Docteur en égyptologie de l’université d’Oxford, le père Mpay Kemboly est professeur de philosophie à l’université Loyola du Congo et au département des sciences historiques de l’université de Kinshasa, où il enseigne une partie d’égyptologie. L’auteur de l’ouvrage « La question du mal dans l'Egypte ancienne » est également professeur à temps partiel à l’université catholique du Congo. Après ses études secondaires au collège Bonsomi à N’djili, il a effectué son noviciat au Rwanda pendant deux ans.

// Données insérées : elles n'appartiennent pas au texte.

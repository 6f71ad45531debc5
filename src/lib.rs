//! The [Roland Juno-106](https://en.wikipedia.org/wiki/Roland_Juno-106) is a
//! polyphonic analog synth from 1984. It stores 128 patches of 18 bytes each,
//! organized as two banks of eight groups of eight.
//!
//! Patch banks survive in librarian containers, hex dump text, annotated
//! listings and SysEx captures. This library recovers the patches from any of
//! them and writes them as SysEx, a JSON preset library, a C table or plain
//! text.
//!
//! ```no_run
//! use juno106_recover::{decode_sniffed, write_sysex, Source};
//!
//! let source = Source::read_file("factory.106")?;
//! let decoded = decode_sniffed(&source)?;
//! println!("{}", decoded.report);
//! write_sysex(&mut std::io::stdout(), &decoded.records, 0)?;
//! # Ok::<(), std::io::Error>(())
//! ```

pub use anomaly::*;
pub use io::*;
pub use patch::*;
pub use slot::*;
pub use state::*;
pub use switches::*;

mod anomaly;
pub mod format;
mod io;
pub mod job;
mod patch;
mod slot;
mod state;
mod switches;
mod text;

/// Patches held in the memory of the synth.
pub const PATCH_COUNT: usize = 128;

/// Sliders and knobs stored as one byte each.
pub const PARAMETER_COUNT: usize = 16;

/// The parameters followed by the two switch bytes.
pub const PATCH_DATA_LENGTH: usize = PARAMETER_COUNT + 2;

#[cfg(test)]
mod tests {
    use std::path::PathBuf;

    pub(crate) fn test_data_path(components: &[&str]) -> PathBuf {
        let mut parts = vec!["tests"];
        parts.extend_from_slice(components);
        parts.iter().collect::<PathBuf>()
    }
}
//! Reading dumps and writing recovered patches.
//!
//! Functionality that touches byte streams should be confined to this module
//! where possible.
//!
//! # Container Format
//!
//! A `.106` container starts with the six byte literal `!j106\`. Each entry
//! that follows is a name ended by a zero byte and then the eighteen bytes of
//! patch data. Some librarians wrote fixed width names of sixteen bytes with
//! no terminator.

pub use self::names::*;
pub use self::read::*;
pub use self::source::*;
pub use self::write::*;

mod names;
mod read;
mod source;
pub mod sysex;
mod write;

Par la suite, il est rentré en République Démocratique du Congo où il a effectué trois ans de graduat et ensuite deux ans de philosophie à la faculté de philosophie Saint-Pierre-Canisius, entre 1992 et 1994. Après les périodes probatoires jésuites, le père Mpay rejoint Rome pour effectuer le premier cycle de théologie à l’université pontificale grégorienne entre 1995 et 1998. En deuxième année, il s’inscrit, de manière exceptionnelle, à la faculté des langues orientales de l’institut biblique de Rome, où il a étudié l’ancien égyptien et le copte. Après trois ans de graduat en théologie, il intègre l’université d’Oxford, en Angleterre, pendant deux ans (1998-2000) et travaille sur le thème « La violence et la protection dans les plus vieux textes de l’Egypte ancienne, surtout le texte des pyramides », lors de son master en égyptologie, qui était rattaché au département « Ancien proche orient et Egypte ancienne ». Après le master, le père Mpay s’inscrit au doctorat, qu’il effectue pendant 5 ans. « J’ai travaillé sur la question du mal dans l’Egypte ancienne depuis les textes datant du 24e siècle avant Jésus-Christ aux textes du 2e siècle après Jésus-Christ », explique-t-il. En 2006, celui-ci est nommé professeur à la faculté de philosophie Saint-Pierre-Canisius à Kimwenza et occupe en même temps le poste de directeur-adjoint de la bibliothèque, avant d’en devenir directeur, poste qu’il occupera pendant 7 ans, jusqu’en 2015. « Pendant ce temps, j’étais professeur visiteur ailleurs. En 2008, notamment, j’ai été professeur de la faculté de philosophie d’Arrupe au Zimbabwe et j’ai également enseigné à notre Institut de philosophie saint-Paul de Madagascar, à Antananarivo. Je suis doyen depuis 2014, j’en suis à mon deuxième mandat », fait savoir le père jésuite.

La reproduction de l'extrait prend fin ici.